Enfin, reste la différence troublante entre les plats présentés dans les musées et la représentation qu’en fit Ch.Wignier dans les planches de son ouvrage. Dans son avant propos, il met en avant la qualité de son travail. Il est dès lors surprenant de constater, en mettant côte à côte le plat du Musée d’Abbeville et son dessin (réalisé grâce au prêt des collectionneurs de son époque), des différences qui s’apparentent au jeu des 7 erreurs... Il en est de même pour le plat à Jean Féron... Sommes-nous vraiment en présence des mêmes plats ? Dans sa monographie de Sorrus (page 555 de l’original et 565 du pdf), Georges de Lhomel évoquant Marc Désérable, d’origine montreuilloise, mentionné comme potier en 1670 et 1677, dit : cet artiste faisait des plats dont la ressemblance était frappante avec ceux fabriqués une vingtaine d’années auparavant par Gabriel Bouly, maître potier montreuillois. Il devait donc être un de ses élèves...
Les plats présentés dans les musées sont-ils les derniers témoins de l’époque faste des grands plats de commandes patronymiques ? En est-il qui dorment paisiblement au sein des collections privées ? Quels étaient les liens entre ces différents centres de production de terres vernissées ? Les questions restent ouvertes, dans l’attente que les services archéologiques puissent faire avancer la recherche, par de nouvelles fouilles, analyse des terres employées, et une analyse iconographique plus fine des objets traités. Question de moyens...
Qui s’intéresse encore aujourd’hui à ces grands plats historiés dits de Sorrus, ces petits carreaux de terre vernissée ou de faïence délicatement bleutée au pinceau, ces grands épis de faîtage qui font la splendeur des toits ouvragés ? Les collectionneurs, les spécialistes de l’objet muséal, et les curieux bien sûr...

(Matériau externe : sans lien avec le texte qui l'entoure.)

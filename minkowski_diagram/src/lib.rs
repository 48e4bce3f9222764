// Copyright 2025 the Minkowski Authors
// SPDX-License-Identifier: Apache-2.0 OR MIT

//! Minkowski Diagram: headless data for scrubbable spacetime diagrams.
//!
//! Given a set of [`Actor`]s moving at constant velocities, this crate
//! computes what a viewer needs to scrub an observer's boost across a range
//! of velocities:
//!
//! - For every actor and every discretized boost, a [`TraceDataset`] holding
//!   the boosted worldline samples and a pair of tilted grid-line families.
//! - A [`TraceTable`] that places every dataset in a flat, ordered trace list
//!   (two slots per actor per step, one trailing reference slot).
//! - A [`Scrubber`] with one visibility vector and label per boost step.
//!
//! It does **not** draw anything. Points are plain [`kurbo::Point`]s with `x`
//! for position and `y` for time; breaks between disjoint line segments are
//! `None` entries in a [`SegmentPath`]. Colors and sizes in [`ActorStyle`]
//! are carried through untouched for the renderer.
//!
//! ## Minimal example
//!
//! ```rust
//! use minkowski_diagram::{Actor, Diagram, DiagramConfig, TraceKey};
//!
//! let actors = [
//!     Actor::new("earth", 0.0).unwrap(),
//!     Actor::new("rocket", 0.6).unwrap().with_position(-2.0),
//! ];
//! let diagram = Diagram::build(&DiagramConfig::default(), &actors).unwrap();
//!
//! // 21 boost steps; the middle one is the rest frame.
//! let scrubber = diagram.scrubber();
//! assert_eq!(scrubber.steps().len(), 21);
//! assert_eq!(scrubber.active(), 10);
//!
//! // The rocket's worldline is visible at the active step.
//! let slot = diagram.table().slot(TraceKey::worldline(1, 10)).unwrap();
//! assert!(scrubber.initial_visibility()[slot.get()]);
//! ```
//!
//! ## Observing a build
//!
//! [`Diagram::build_with_trace`] reports progress to a [`BuildTrace`] sink.
//! [`BuildStats`] is a ready-made sink that counts what was generated:
//!
//! ```rust
//! use minkowski_diagram::{Actor, BuildStats, Diagram, DiagramConfig};
//!
//! let actors = [Actor::new("probe", -0.3).unwrap().with_positive_only(true)];
//! let mut stats = BuildStats::default();
//! Diagram::build_with_trace(&DiagramConfig::default(), &actors, &mut stats).unwrap();
//! assert_eq!(stats.datasets, 21);
//! assert_eq!(stats.omitted_points, 21 * 10);
//! ```
//!
//! ## Grid lines
//!
//! Grid lines are tilted by `atan` of the relativistic sum of the actor's
//! velocity and the boost, and extend to [`GridConfig::extent`], well past
//! the plot bounds. By default the scrubber never switches them on
//! ([`GridVisibility::Hidden`]); hosts toggle them by hand, or opt in with
//! [`GridVisibility::Shown`].
//!
//! This crate is `no_std` and uses `alloc`.

#![no_std]

extern crate alloc;

mod actor;
mod config;
mod dataset;
mod diagram;
mod error;
pub mod grid;
mod path;
mod scrubber;
pub mod table;
pub mod trace;

pub use actor::{Actor, ActorStyle};
pub use config::{DiagramConfig, GridConfig, GridVisibility};
pub use dataset::{TraceDataset, trace_dataset, worldline};
pub use diagram::{ActorTraces, Diagram, DiagramDebugInfo, SlotTrace, StepTraces};
pub use error::DiagramError;
pub use path::SegmentPath;
pub use scrubber::{Scrubber, ScrubberStep, step_label, step_title};
pub use table::{SlotContent, TraceKey, TraceKind, TraceSlot, TraceTable, step_visibility};
pub use trace::{BuildPlan, BuildStats, BuildTrace, DatasetEvent, NoTrace};

pub use minkowski_lorentz::{Velocity, VelocityError};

Il suffit d’élever le regard pour découvrir ces éléments d’art populaire, partie d’un patrimoine partagé, participant à la connaissance que nous avons de l’histoire au sens large...
Comme l’aile furtive de l’hirondelle dans un coin de ciel, ils laissent dans les yeux et la bouche, ce goût insoupçonné du temps qui passe...
Nos remerciements à Florence Gertreau, Alain Jacques (Archéologue Arras), Georges Dilly (Musée d’Opale-Sud Berck), Jean-Louis Couturier, Jean-Luc Vigneux (Ch’Lanchron).
A lire :
L’art de la terre vernissée du Moyen Âge à l’an 2000. Réunion des musées nationaux, 1999. (disponible à la librairie du Musée d’Arras). Notice de présentation de l’exposition ici.
Potiers du pays de Montreuil et de Desvres; Les plats décorés. Jacques Hurtrelle, préface Georges Dilly. 1991;
Arras et l’Artois sous le gouvernement des Archiducs Albert et Isabelle-Claire-Eugénie (1598-1633). Mémoires de l’Académie d’Arras; 1873.
La guerre (La bataille de Marignan) de Clément Jannequin.
Poteries vernissées de l’ancien Ponthieu, orné de vingt cinq planches en couleurs dessinées et retouchées à la main par l’auteur. Charles Wignier, 1887.
Les potiers de Montreuil sur Mer. Georges de Lhomel. 1899.
Monographie de Sorrus. Georges de Lhomel; Mémoires de la Société d’Emulation d’Abbeville, 1906.
Sorru. Ch’LANCHRON n°60, Courts-jours 1995.
Contribution à l'étude de la céramique post-médiévale en usage en Artois et Haute Picardie-La céramique à pâte blanche vernissée et décorée à la corne
Poteries vernissées XVIIe-XIXe siècle dans les musées du Nord-Pas-de-Calais par Mémoire d’Opale. Mémoire d’Opale.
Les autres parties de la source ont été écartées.